Мессинг шагнул к выходу из комнаты, в дверях остановился и пристально взглянул
– Значит, никаких новых контактов с бывшими офицерами у тебя не было, я правильно понял?
– Ну я же сказала, – медленно отозвалась девушка.
Мессинг хмыкнул, послал ей воздушный поцелуй и вышел из комнаты.
Елена тяжело опустилась на постель, уронив голову в подушку…
Владимир рискнул тронуться с места, только когда убедился в том, что милиционеры убрались с кладбища. Скорбный, завывающий звук автомобильных моторов был слышен, наверное, на всем острове. Потом наступила тишина, прерываемая только шелестом ветвей деревьев.
Сабуров осторожно поднялся со скамьи, поклонился в последний раз могиле деда, на которой случайно (или нет?) оказался и двинулся вдоль кладбищенской стены. Куда теперь? Никаких мыслей по этому поводу у него не было. Ясно, что нужно было пробраться в центр, но как это сделать?

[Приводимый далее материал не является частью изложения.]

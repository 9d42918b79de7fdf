//! HTTP inbound adapter exposing REST endpoints.

use actix_web::web;

use crate::domain::{Error, MAX_IMAGE_REFERENCE_BYTES};

pub mod auth;
pub mod error;
pub mod health;
pub mod schemas;
pub mod state;
#[cfg(test)]
pub mod test_utils;
pub mod tickets;
pub mod users;
pub(crate) mod validation;

pub use error::ApiResult;

/// JSON body limits: the largest evidence image plus envelope slack.
pub const JSON_BODY_LIMIT: usize = MAX_IMAGE_REFERENCE_BYTES + 64 * 1024;

/// JSON extractor configuration shared by every API scope.
///
/// Malformed bodies surface as `invalid_request` with the standard error
/// payload instead of actix's plain-text default.
pub fn json_config() -> web::JsonConfig {
    web::JsonConfig::default()
        .limit(JSON_BODY_LIMIT)
        .error_handler(|err, _req| {
            Error::invalid_request(format!("invalid JSON body: {err}")).into()
        })
}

Наверняка милицейское оцепление простоит на набережных до утра…
Звук, раздавшийся из-за покосившегося металлического креста, заставил Владимира вздрогнуть. «Засада!» Он мгновенно выхватил браунинг, но тут же понял, что тревога была ложной: на него смотрели бесконечно испуганные детские глаза.

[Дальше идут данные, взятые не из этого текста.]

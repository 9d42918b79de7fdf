//! Process configuration read from the environment.
//!
//! Values are read through [`mockable::Env`] so tests can drive every branch
//! with `MockEnv`. Debug builds tolerate missing or malformed values and fall
//! back to development defaults with a warning; release builds fail fast.

use std::net::SocketAddr;
use std::path::PathBuf;

use chrono::Duration;
use mockable::{DefaultEnv, Env};
use rand::RngCore;
use thiserror::Error;
use tracing::warn;
use vita_backend::domain::DEFAULT_TOKEN_TTL_MINUTES;
use vita_backend::outbound::security::MIN_SECRET_LEN;
use zeroize::{Zeroize, Zeroizing};

pub(crate) const BIND_ADDR_ENV: &str = "BIND_ADDR";
pub(crate) const DATABASE_URL_ENV: &str = "DATABASE_URL";
pub(crate) const SECRET_FILE_ENV: &str = "TOKEN_SECRET_FILE";
pub(crate) const ALLOW_EPHEMERAL_ENV: &str = "TOKEN_ALLOW_EPHEMERAL";
pub(crate) const TOKEN_TTL_ENV: &str = "TOKEN_TTL_MINUTES";

const DEFAULT_BIND_ADDR: &str = "0.0.0.0:8080";
const SECRET_DEFAULT_PATH: &str = "/var/run/secrets/token_secret";
const EPHEMERAL_SECRET_LEN: usize = 64;
const BOOL_EXPECTED: &str = "1|0|true|false|yes|no|y|n";
const SOCKET_EXPECTED: &str = "host:port";
const TTL_EXPECTED: &str = "positive integer minutes";

/// Build mode used to decide how strict configuration parsing should be.
#[derive(Debug, Clone, Copy, PartialEq, Eq)]
pub enum BuildMode {
    Debug,
    Release,
}

impl BuildMode {
    pub fn from_debug_assertions() -> Self {
        if cfg!(debug_assertions) {
            Self::Debug
        } else {
            Self::Release
        }
    }

    pub fn is_debug(self) -> bool {
        matches!(self, Self::Debug)
    }
}

/// Errors raised when the environment cannot produce valid settings.
#[derive(Debug, Error)]
pub enum ConfigError {
    #[error("invalid value for {name}: {value:?} (expected {expected})")]
    InvalidEnv {
        name: &'static str,
        value: String,
        expected: &'static str,
    },
    #[error("failed to read token secret at {path}: {source}")]
    SecretRead {
        path: PathBuf,
        #[source]
        source: std::io::Error,
    },
    #[error("token secret at {path} is {length} bytes; need at least {min_len}")]
    SecretTooShort {
        path: PathBuf,
        length: usize,
        min_len: usize,
    },
    #[error("TOKEN_ALLOW_EPHEMERAL=1 is not permitted in release builds")]
    EphemeralNotAllowed,
}

/// Settings needed to bootstrap the server.
pub struct AppSettings {
    pub bind_addr: SocketAddr,
    pub database_url: Option<String>,
    pub token_secret: Zeroizing<Vec<u8>>,
    pub token_ttl: Duration,
}

impl AppSettings {
    /// Read settings from `env`, applying the strictness of `mode`.
    ///
    /// # Errors
    /// Returns [`ConfigError`] when a release build meets a missing secret,
    /// a malformed value, or an ephemeral-secret request.
    pub fn from_env<E: Env>(env: &E, mode: BuildMode) -> Result<Self, ConfigError> {
        let bind_addr = bind_addr_from_env(env, mode)?;
        let database_url = database_url_from_env(env);
        let allow_ephemeral = allow_ephemeral_from_env(env, mode)?;
        let token_secret = token_secret_from_env(env, mode, allow_ephemeral)?;
        let token_ttl = token_ttl_from_env(env, mode)?;
        Ok(Self {
            bind_addr,
            database_url,
            token_secret,
            token_ttl,
        })
    }
}

/// Load settings from the process environment for the current build.
///
/// # Errors
/// See [`AppSettings::from_env`].
pub fn load_settings() -> Result<AppSettings, ConfigError> {
    AppSettings::from_env(&DefaultEnv::new(), BuildMode::from_debug_assertions())
}

fn default_bind_addr() -> SocketAddr {
    SocketAddr::from(([0, 0, 0, 0], 8080))
}

fn bind_addr_from_env<E: Env>(env: &E, mode: BuildMode) -> Result<SocketAddr, ConfigError> {
    let Some(value) = env.string(BIND_ADDR_ENV) else {
        return Ok(default_bind_addr());
    };
    match value.trim().parse::<SocketAddr>() {
        Ok(addr) => Ok(addr),
        Err(_) if mode.is_debug() => {
            warn!(value = %value, default = DEFAULT_BIND_ADDR, "invalid BIND_ADDR, using default");
            Ok(default_bind_addr())
        }
        Err(_) => Err(ConfigError::InvalidEnv {
            name: BIND_ADDR_ENV,
            value,
            expected: SOCKET_EXPECTED,
        }),
    }
}

fn database_url_from_env<E: Env>(env: &E) -> Option<String> {
    match env.string(DATABASE_URL_ENV) {
        Some(url) if !url.trim().is_empty() => Some(normalise_database_url(url.trim())),
        _ => {
            warn!("DATABASE_URL not set; using in-memory repositories");
            None
        }
    }
}

pub(crate) fn normalise_database_url(url: &str) -> String {
    match url.strip_prefix("postgres://") {
        Some(rest) => format!("postgresql://{rest}"),
        None => url.to_owned(),
    }
}

fn allow_ephemeral_from_env<E: Env>(env: &E, mode: BuildMode) -> Result<bool, ConfigError> {
    let Some(value) = env.string(ALLOW_EPHEMERAL_ENV) else {
        return Ok(false);
    };
    match parse_bool(&value) {
        Some(true) if mode.is_debug() => Ok(true),
        Some(true) => Err(ConfigError::EphemeralNotAllowed),
        Some(false) => Ok(false),
        None if mode.is_debug() => {
            warn!(value = %value, "invalid TOKEN_ALLOW_EPHEMERAL; defaulting to disabled");
            Ok(false)
        }
        None => Err(ConfigError::InvalidEnv {
            name: ALLOW_EPHEMERAL_ENV,
            value,
            expected: BOOL_EXPECTED,
        }),
    }
}

fn token_secret_from_env<E: Env>(
    env: &E,
    mode: BuildMode,
    allow_ephemeral: bool,
) -> Result<Zeroizing<Vec<u8>>, ConfigError> {
    let secret_path = env
        .string(SECRET_FILE_ENV)
        .unwrap_or_else(|| SECRET_DEFAULT_PATH.to_string());
    let path = PathBuf::from(secret_path);

    match std::fs::read(&path) {
        Ok(mut bytes) => {
            let length = bytes.len();
            if mode == BuildMode::Release && length < MIN_SECRET_LEN {
                bytes.zeroize();
                return Err(ConfigError::SecretTooShort {
                    path,
                    length,
                    min_len: MIN_SECRET_LEN,
                });
            }
            Ok(Zeroizing::new(bytes))
        }
        Err(error) => {
            if mode.is_debug() || allow_ephemeral {
                warn!(
                    path = %path.display(),
                    error = %error,
                    "using temporary token secret (dev only)"
                );
                Ok(ephemeral_secret())
            } else {
                Err(ConfigError::SecretRead {
                    path,
                    source: error,
                })
            }
        }
    }
}

fn ephemeral_secret() -> Zeroizing<Vec<u8>> {
    let mut secret = Zeroizing::new(vec![0_u8; EPHEMERAL_SECRET_LEN]);
    rand::thread_rng().fill_bytes(secret.as_mut_slice());
    secret
}

fn token_ttl_from_env<E: Env>(env: &E, mode: BuildMode) -> Result<Duration, ConfigError> {
    let default_ttl = Duration::minutes(DEFAULT_TOKEN_TTL_MINUTES);
    let Some(value) = env.string(TOKEN_TTL_ENV) else {
        return Ok(default_ttl);
    };
    match value.trim().parse::<i64>() {
        Ok(minutes) if minutes > 0 => Ok(Duration::minutes(minutes)),
        _ if mode.is_debug() => {
            warn!(value = %value, "invalid TOKEN_TTL_MINUTES, using default");
            Ok(default_ttl)
        }
        _ => Err(ConfigError::InvalidEnv {
            name: TOKEN_TTL_ENV,
            value,
            expected: TTL_EXPECTED,
        }),
    }
}

fn parse_bool(value: &str) -> Option<bool> {
    match value.trim().to_ascii_lowercase().as_str() {
        "1" | "true" | "yes" | "y" => Some(true),
        "0" | "false" | "no" | "n" => Some(false),
        _ => None,
    }
}

#[cfg(test)]
#[path = "config_tests.rs"]
mod tests;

– Ты откуда тут? – хриплым шепотом спросил Сабуров первое, что пришло в голову.
Беспризорнику, судя по всему, было лет пятнадцать, не больше. Он смотрел на Владимира с неприкрытым страхом.

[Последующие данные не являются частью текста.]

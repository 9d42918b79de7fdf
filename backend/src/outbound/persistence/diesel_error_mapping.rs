//! Shared Diesel and pool error translation for repository adapters.

use diesel::result::{DatabaseErrorKind, Error as DieselError};
use tracing::debug;

use super::pool::PoolError;

/// Collapse a pool failure into a port's connection constructor.
pub(crate) fn map_pool_error<E, C>(error: PoolError, connection: C) -> E
where
    C: FnOnce(String) -> E,
{
    let message = match error {
        PoolError::Checkout { message } | PoolError::Build { message } => message,
    };
    connection(message)
}

/// Map Diesel failures onto query/connection constructors.
///
/// Database messages are logged at debug level and kept out of the returned
/// error.
pub(crate) fn map_diesel_error<E, Q, C>(error: DieselError, query: Q, connection: C) -> E
where
    Q: FnOnce(&'static str) -> E,
    C: FnOnce(&'static str) -> E,
{
    match &error {
        DieselError::DatabaseError(kind, info) => {
            debug!(?kind, message = info.message(), "diesel operation failed");
        }
        _ => debug!(error = %error, "diesel operation failed"),
    }

    match error {
        DieselError::NotFound => query("record not found"),
        DieselError::QueryBuilderError(_) => query("database query error"),
        DieselError::DatabaseError(DatabaseErrorKind::ClosedConnection, _) => {
            connection("database connection error")
        }
        DieselError::BrokenTransactionManager => connection("database transaction manager broken"),
        _ => query("database error"),
    }
}

/// Whether `error` is a unique-constraint violation.
pub(crate) fn is_unique_violation(error: &DieselError) -> bool {
    matches!(
        error,
        DieselError::DatabaseError(DatabaseErrorKind::UniqueViolation, _)
    )
}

– Не бойся, я не из милиции, – поспешно сказал Сабуров.
Паренек недоверчиво усмехнулся.
– Ага, а сам с пушкой ходишь…
Сабуров спрятал браунинг.
– Не знаешь, как выбраться отсюда в центр? – спросил он у беспризорника. – Они за мной охотятся…
Беспризорник хмыкнул.
– Ага, заливай больше… Я на Васильевском всех урок знаю.
– Кого? – удивился Владимир.
– Ты что, не блатной? – удивился в ответ беспризорник.
Сабуров вздохнул.
– Слушай, парень. Мне нужно в центр, так, чтобы не попасться милиции. Сможешь тихо вывести меня с кладбища в Гавань?
Беспризорник задумался.
– А что дашь?
– Советские деньги устроят?
Глаза беспризорника вспыхнули неподдельным интересом.
– Советские?! А ты что – несоветский?!..
Владимир молчал.
Беспризорник решительно поднялся с кучи опавших листьев и подтянул штаны.
– Пошли, – он повелительно мотнул головой куда-то в сторону.
Идти оказалось не так уж далеко. Где-то на западной окраине кладбища Владимир и его проводник перебрались через стену и сразу же оказались в лабиринте портовых складов. Ветер стал злее и резче, чувствовалась близость моря.
Примерно через десять минут ходьбы беспризорник остановился перед какой-то деревянной дверью и коротко, решительно постучал. После большой паузы дверь открылась. На пороге стоял коренастый кривоногий человечек, судя по всему, сильно заспанный и весьма недовольный жизнью.